Along with rice, the Assamese are great fish eaters. Besides the Brahmaputra and its tributaries, the innumerable ponds, beels and wetlands of Assam are breeding grounds of an astonishing variety of fishes of all sizes, shapes and tastes. In spite of the influence of the Bengali style of cooking in our fish based delicacies, the delightfully sour Machor Tenga stands on its own as an original Assamese culinary specialty. But more exotic fish based delicacies also form part of our region’s indigenous cuisine. A unique tradition of drying and preserving fish prevails in parts of upper Assam. The dried fish is pounded and the remains stored in tightly sealed bamboo tubes. Whenever the need arises, the sealed end of the bamboo tube is opened and the remains are used to prepare a dish known as Xukoti. During my posting in Gohpur subdivision, once on a visit to a Mishing village, I saw a similar method of preserving dried fish inside bamboo tubes. The dried fish is called Namsing. Though the fish tastes great, the pungent smell could put one’s appetite off.

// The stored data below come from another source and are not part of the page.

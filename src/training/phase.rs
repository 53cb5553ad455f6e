// Licensed under the Apache License, Version 2.0 <LICENSE-APACHE or
// http://www.apache.org/licenses/LICENSE-2.0> or the MIT license
// <LICENSE-MIT or http://opensource.org/licenses/MIT>, at your
// option. This file may not be copied, modified, or distributed
// except according to those terms.

//! Week index to training phase mapping

use crate::models::TrainingPhase;
use serde::{Deserialize, Serialize};

/// Resolve the phase of `week_index` (0-based) in a plan of `total_weeks`.
///
/// Each phase covers `total_weeks / 3` weeks and Peak absorbs the remainder.
/// Plans shorter than three weeks have empty Foundation and Development
/// ranges, so every week resolves to Peak.
pub fn phase_for_week(total_weeks: u32, week_index: u32) -> TrainingPhase {
    let phase_length = total_weeks / 3;

    if week_index < phase_length {
        TrainingPhase::Foundation
    } else if week_index < 2 * phase_length {
        TrainingPhase::Development
    } else {
        TrainingPhase::Peak
    }
}

/// Contiguous block of weeks sharing a phase
#[derive(Debug, Clone, PartialEq, Eq, Serialize, Deserialize)]
pub struct PhaseSummary {
    pub phase: TrainingPhase,
    pub first_week: u32,
    pub weeks: u32,
    pub focus: String,
}

/// Collapse the per-week phases of a plan into display blocks. Empty phases are omitted.
pub fn phase_summary(total_weeks: u32) -> Vec<PhaseSummary> {
    (0..total_weeks).fold(Vec::new(), |mut blocks: Vec<PhaseSummary>, week| {
        let phase = phase_for_week(total_weeks, week);
        match blocks.last_mut() {
            Some(block) if block.phase == phase => block.weeks += 1,
            _ => blocks.push(PhaseSummary {
                phase,
                first_week: week,
                weeks: 1,
                focus: phase.focus().to_string(),
            }),
        }
        blocks
    })
}

#[cfg(test)]
mod tests {
    use super::*;

    #[test]
    fn test_phase_ranges_are_contiguous_and_exhaustive() {
        for total in 3..=52 {
            let phases: Vec<_> = (0..total).map(|week| phase_for_week(total, week)).collect();
            let length = (total / 3) as usize;

            assert!(phases[..length].iter().all(|p| *p == TrainingPhase::Foundation));
            assert!(phases[length..2 * length]
                .iter()
                .all(|p| *p == TrainingPhase::Development));
            assert!(phases[2 * length..].iter().all(|p| *p == TrainingPhase::Peak));
        }
    }

    #[test]
    fn test_short_plans_are_all_peak() {
        assert!((0..2).all(|week| phase_for_week(2, week) == TrainingPhase::Peak));
        assert_eq!(phase_for_week(1, 0), TrainingPhase::Peak);
    }

    #[test]
    fn test_twelve_week_plan() {
        assert_eq!(phase_for_week(12, 0), TrainingPhase::Foundation);
        assert_eq!(phase_for_week(12, 3), TrainingPhase::Foundation);
        assert_eq!(phase_for_week(12, 4), TrainingPhase::Development);
        assert_eq!(phase_for_week(12, 7), TrainingPhase::Development);
        assert_eq!(phase_for_week(12, 8), TrainingPhase::Peak);
        assert_eq!(phase_for_week(12, 11), TrainingPhase::Peak);
    }

    #[test]
    fn test_phase_summary() {
        let summary = phase_summary(10);
        let weeks: Vec<_> = summary.iter().map(|block| (block.phase, block.weeks)).collect();
        assert_eq!(
            weeks,
            vec![
                (TrainingPhase::Foundation, 3),
                (TrainingPhase::Development, 3),
                (TrainingPhase::Peak, 4),
            ]
        );
        assert_eq!(summary[2].first_week, 6);

        let short = phase_summary(2);
        assert_eq!(short.len(), 1);
        assert_eq!(short[0].phase, TrainingPhase::Peak);
    }
}
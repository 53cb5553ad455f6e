// Licensed under the Apache License, Version 2.0 <LICENSE-APACHE or
// http://www.apache.org/licenses/LICENSE-2.0> or the MIT license
// <LICENSE-MIT or http://opensource.org/licenses/MIT>, at your
// option. This file may not be copied, modified, or distributed
// except according to those terms.

//! Device scheduling contract for structured workouts

use crate::models::Weekday;
use crate::workout::StructuredWorkout;
use anyhow::Result;
use async_trait::async_trait;
use chrono::NaiveDateTime;
use serde::{Deserialize, Serialize};

/// Permission state of the device scheduling service
#[derive(Debug, Clone, Copy, PartialEq, Eq, Serialize, Deserialize)]
#[serde(rename_all = "snake_case")]
pub enum AuthorizationStatus {
    NotDetermined,
    Authorized,
    Denied,
    Restricted,
}

impl AuthorizationStatus {
    pub fn is_authorized(&self) -> bool {
        matches!(self, AuthorizationStatus::Authorized)
    }
}

/// A structured workout as handed to a device, with its start time and the
/// weekday in the platform calendar numbering (Sunday=1 .. Saturday=7)
#[derive(Debug, Clone, PartialEq, Serialize, Deserialize)]
pub struct DeviceWorkout {
    pub start: NaiveDateTime,
    pub calendar_weekday: u32,
    pub workout: StructuredWorkout,
}

impl DeviceWorkout {
    pub fn new(start: NaiveDateTime, workout: StructuredWorkout) -> Self {
        Self {
            start,
            calendar_weekday: Weekday::of_date(start.date()).calendar_api_ordinal(),
            workout,
        }
    }
}

/// External service that places structured workouts on a wearable's calendar
#[async_trait]
pub trait DeviceScheduler: Send + Sync {
    async fn authorization_status(&self) -> AuthorizationStatus;

    /// Prompt for permission; returns the resulting status
    async fn request_authorization(&self) -> AuthorizationStatus;

    /// Only called once the status is [`AuthorizationStatus::Authorized`]
    async fn schedule(&self, workout: &DeviceWorkout) -> Result<()>;

    fn device_name(&self) -> &str;
}

#[cfg(test)]
mod tests {
    use super::*;
    use chrono::NaiveDate;

    fn at(day: u32) -> NaiveDateTime {
        NaiveDate::from_ymd_opt(2025, 1, day)
            .unwrap()
            .and_hms_opt(7, 0, 0)
            .unwrap()
    }

    #[test]
    fn test_calendar_weekday_uses_sunday_first_numbering() {
        let workout = StructuredWorkout {
            display_name: "Easy Run".to_string(),
            warmup: None,
            blocks: Vec::new(),
            cooldown: None,
        };

        // 2025-01-05 is a Sunday, 2025-01-06 a Monday, 2025-01-11 a Saturday
        assert_eq!(DeviceWorkout::new(at(5), workout.clone()).calendar_weekday, 1);
        assert_eq!(DeviceWorkout::new(at(6), workout.clone()).calendar_weekday, 2);
        assert_eq!(DeviceWorkout::new(at(11), workout).calendar_weekday, 7);
    }
}
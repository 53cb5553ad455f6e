// Licensed under the Apache License, Version 2.0 <LICENSE-APACHE or
// http://www.apache.org/licenses/LICENSE-2.0> or the MIT license
// <LICENSE-MIT or http://opensource.org/licenses/MIT>, at your
// option. This file may not be copied, modified, or distributed
// except according to those terms.

//! Identity provider contract

use async_trait::async_trait;

/// Supplies the id of the signed-in user
#[async_trait]
pub trait IdentityProvider: Send + Sync {
    /// `None` when nobody is signed in
    async fn current_user_id(&self) -> Option<String>;
}

/// Identity fixed at construction, e.g. from `STRIDE_USER_ID` for the CLI
#[derive(Debug, Clone, Default)]
pub struct StaticIdentity {
    user_id: Option<String>,
}

impl StaticIdentity {
    pub fn new(user_id: Option<String>) -> Self {
        Self {
            user_id: user_id.filter(|id| !id.trim().is_empty()),
        }
    }

    pub fn from_env() -> Self {
        Self::new(crate::constants::env_config::user_id())
    }
}

#[async_trait]
impl IdentityProvider for StaticIdentity {
    async fn current_user_id(&self) -> Option<String> {
        self.user_id.clone()
    }
}

#[cfg(test)]
mod tests {
    use super::*;

    #[tokio::test]
    async fn test_blank_user_is_signed_out() {
        assert_eq!(StaticIdentity::new(Some("  ".to_string())).current_user_id().await, None);
        assert_eq!(StaticIdentity::default().current_user_id().await, None);
        assert_eq!(
            StaticIdentity::new(Some("runner-1".to_string())).current_user_id().await,
            Some("runner-1".to_string())
        );
    }
}
impl WorkoutInterval {
    pub fn new(purpose: StepPurpose, distance_km: f64, target_pace: PaceRange, iterations: u32) -> Self {
        Self {
            purpose,
            distance_km,
            target_pace,
            iterations,
        }
    }

    fn validate(&self) -> PlanResult<()> {
        if !(self.distance_km > 0.0 && self.distance_km.is_finite()) {
            return Err(PlanError::InvalidInterval(format!(
                "distance must be positive, got {} km",
                self.distance_km
            )));
        }
        if self.iterations == 0 {
            return Err(PlanError::InvalidInterval(
                "iteration count must be at least 1".to_string(),
            ));
        }
        // Re-check in case the range was built as a struct literal
        PaceRange::new(self.target_pace.fastest, self.target_pace.slowest).map(|_| ())
    }
}

#[derive(Debug, Clone, Copy, PartialEq, Serialize, Deserialize)]
#[serde(tag = "kind", rename_all = "snake_case")]
pub enum WorkoutGoal {
    Distance { value: f64, unit: DistanceUnit },
    Time { seconds: f64 },
}

/// Speed band the device alerts on
#[derive(Debug, Clone, Copy, PartialEq, Serialize, Deserialize)]
pub struct SpeedAlert {
    pub min: f64,
    pub max: f64,
    pub unit: SpeedUnit,
}

#[derive(Debug, Clone, Copy, PartialEq, Serialize, Deserialize)]
pub struct WorkoutStep {
    pub goal: WorkoutGoal,
    pub alert: Option<SpeedAlert>,
}

impl WorkoutStep {
    pub fn timed(seconds: f64) -> Self {
        Self {
            goal: WorkoutGoal::Time { seconds },
            alert: None,
        }
    }
}

#[derive(Debug, Clone, Copy, PartialEq, Serialize, Deserialize)]
pub struct IntervalStep {
    pub purpose: StepPurpose,
    pub step: WorkoutStep,
}

#[derive(Debug, Clone, PartialEq, Serialize, Deserialize)]
pub struct IntervalBlock {
    pub steps: Vec<IntervalStep>,
    pub iterations: u32,
}

/// Device-schedulable decomposition of a run
#[derive(Debug, Clone, PartialEq, Serialize, Deserialize)]
pub struct StructuredWorkout {
    pub display_name: String,
    pub warmup: Option<WorkoutStep>,
    pub blocks: Vec<IntervalBlock>,
    pub cooldown: Option<WorkoutStep>,
}

/// Warmup/cooldown selection for a compiled workout
#[derive(Debug, Clone, Copy, PartialEq, Default)]
pub enum Segment {
    /// Use the configured duration
    #[default]
    Default,
    Minutes(f64),
    Omit,
}
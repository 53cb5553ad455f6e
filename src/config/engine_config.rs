// Licensed under the Apache License, Version 2.0 <LICENSE-APACHE or
// http://www.apache.org/licenses/LICENSE-2.0> or the MIT license
// <LICENSE-MIT or http://opensource.org/licenses/MIT>, at your
// option. This file may not be copied, modified, or distributed
// except according to those terms.

//! Engine configuration for structured workout compilation and device scheduling

use crate::constants::{compiler, scheduling};
use crate::models::TimeOfDay;
use crate::workout::units::UnitSystem;
use anyhow::{Context, Result};
use serde::{Deserialize, Serialize};
use std::fs;
use std::path::{Path, PathBuf};

/// Default config file name looked up in the working directory
pub const DEFAULT_CONFIG_FILE: &str = "stride_config.toml";

/// Main engine configuration structure
#[derive(Debug, Clone, Default, PartialEq, Serialize, Deserialize)]
#[serde(default)]
pub struct EngineConfig {
    pub compiler: CompilerSettings,
    pub scheduling: SchedulingSettings,
}

/// Interval compiler parameters
#[derive(Debug, Clone, PartialEq, Serialize, Deserialize)]
#[serde(default)]
pub struct CompilerSettings {
    pub unit_system: UnitSystem,
    pub warmup_minutes: f64,
    pub cooldown_minutes: f64,
    /// Flat tolerance added on either side of the target speed
    pub speed_tolerance: f64,
    /// Half width of the pace range for a simple run, min/km
    pub simple_run_pace_half_width: f64,
    /// Pace drop between progressive segments, min/km
    pub progressive_pace_increment: f64,
    pub progressive_pace_half_width: f64,
    pub default_interval: DefaultIntervalSettings,
}

/// Repeat structure used for planned interval sessions without run/walk minutes
#[derive(Debug, Clone, PartialEq, Serialize, Deserialize)]
#[serde(default)]
pub struct DefaultIntervalSettings {
    pub repeats: u32,
    pub work_meters: f64,
    pub recovery_seconds: f64,
}

/// Start hours for each preferred time of day
#[derive(Debug, Clone, PartialEq, Serialize, Deserialize)]
#[serde(default)]
pub struct SchedulingSettings {
    pub morning_hour: u32,
    pub afternoon_hour: u32,
    pub evening_hour: u32,
}

impl EngineConfig {
    /// Load engine configuration from file or use defaults.
    ///
    /// Lookup order: explicit path, `stride_config.toml` in the working
    /// directory, `<config dir>/stride-planner/config.toml`, embedded defaults.
    pub fn load(path: Option<String>) -> Result<Self> {
        if let Some(config_path) = path {
            return Self::load_from_file(&config_path);
        }

        if Path::new(DEFAULT_CONFIG_FILE).exists() {
            return Self::load_from_file(DEFAULT_CONFIG_FILE);
        }

        if let Some(user_config) = Self::user_config_path().filter(|p| p.exists()) {
            return Self::load_from_file(&user_config.to_string_lossy());
        }

        Ok(Self::default())
    }

    /// Load configuration from a specific file
    pub fn load_from_file(path: &str) -> Result<Self> {
        let content = fs::read_to_string(path)
            .with_context(|| format!("Failed to read engine config file: {}", path))?;

        let config: EngineConfig = toml::from_str(&content)
            .with_context(|| format!("Failed to parse engine config file: {}", path))?;

        Ok(config)
    }

    fn user_config_path() -> Option<PathBuf> {
        dirs::config_dir().map(|dir| dir.join("stride-planner").join("config.toml"))
    }
}

impl SchedulingSettings {
    pub fn start_hour(&self, time_of_day: TimeOfDay) -> u32 {
        match time_of_day {
            TimeOfDay::Morning => self.morning_hour,
            TimeOfDay::Afternoon => self.afternoon_hour,
            TimeOfDay::Evening => self.evening_hour,
        }
    }
}

impl Default for CompilerSettings {
    fn default() -> Self {
        Self {
            unit_system: UnitSystem::Imperial,
            warmup_minutes: compiler::DEFAULT_WARMUP_MINUTES,
            cooldown_minutes: compiler::DEFAULT_COOLDOWN_MINUTES,
            speed_tolerance: compiler::SPEED_TOLERANCE,
            simple_run_pace_half_width: compiler::SIMPLE_RUN_PACE_HALF_WIDTH,
            progressive_pace_increment: compiler::PROGRESSIVE_PACE_INCREMENT,
            progressive_pace_half_width: compiler::PROGRESSIVE_PACE_HALF_WIDTH,
            default_interval: DefaultIntervalSettings::default(),
        }
    }
}

impl Default for DefaultIntervalSettings {
    fn default() -> Self {
        Self {
            repeats: compiler::DEFAULT_INTERVAL_REPEATS,
            work_meters: compiler::DEFAULT_INTERVAL_WORK_METERS,
            recovery_seconds: compiler::DEFAULT_INTERVAL_RECOVERY_SECONDS,
        }
    }
}

impl Default for SchedulingSettings {
    fn default() -> Self {
        Self {
            morning_hour: scheduling::MORNING_START_HOUR,
            afternoon_hour: scheduling::AFTERNOON_START_HOUR,
            evening_hour: scheduling::EVENING_START_HOUR,
        }
    }
}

In that same Mishing village, I also tasted the sweet smelling Purang- rice soaked in water and wrapped in leaves of the tora plant and boiled. During my Gohpur tenure, I was introduced toApong, the traditional rice beer of the Mishing community. Apong has two varieties, the whitish yellow Nogin and the pale greenish or transparent Poro. The latter prepared by using the ash of rice husk and hay with rice and an assortment of herbs is also popularly known as Sai Mod. What is unique amongst most tribal communities of our region is that each has its own variety of rice based alcoholic beverage. In my estimation, Poro Apong of the Mishingsis the finest rice beer of our region. A few years later, when I was transferred to Margherita, I spent many winter evenings with a Mishing friend of mine in front of the fireplace at my British type bungalow, rolling pork sticks over the glowing coals while sipping from our glasses of Poro Apong  ---  and offering solutions to all the problems of the world.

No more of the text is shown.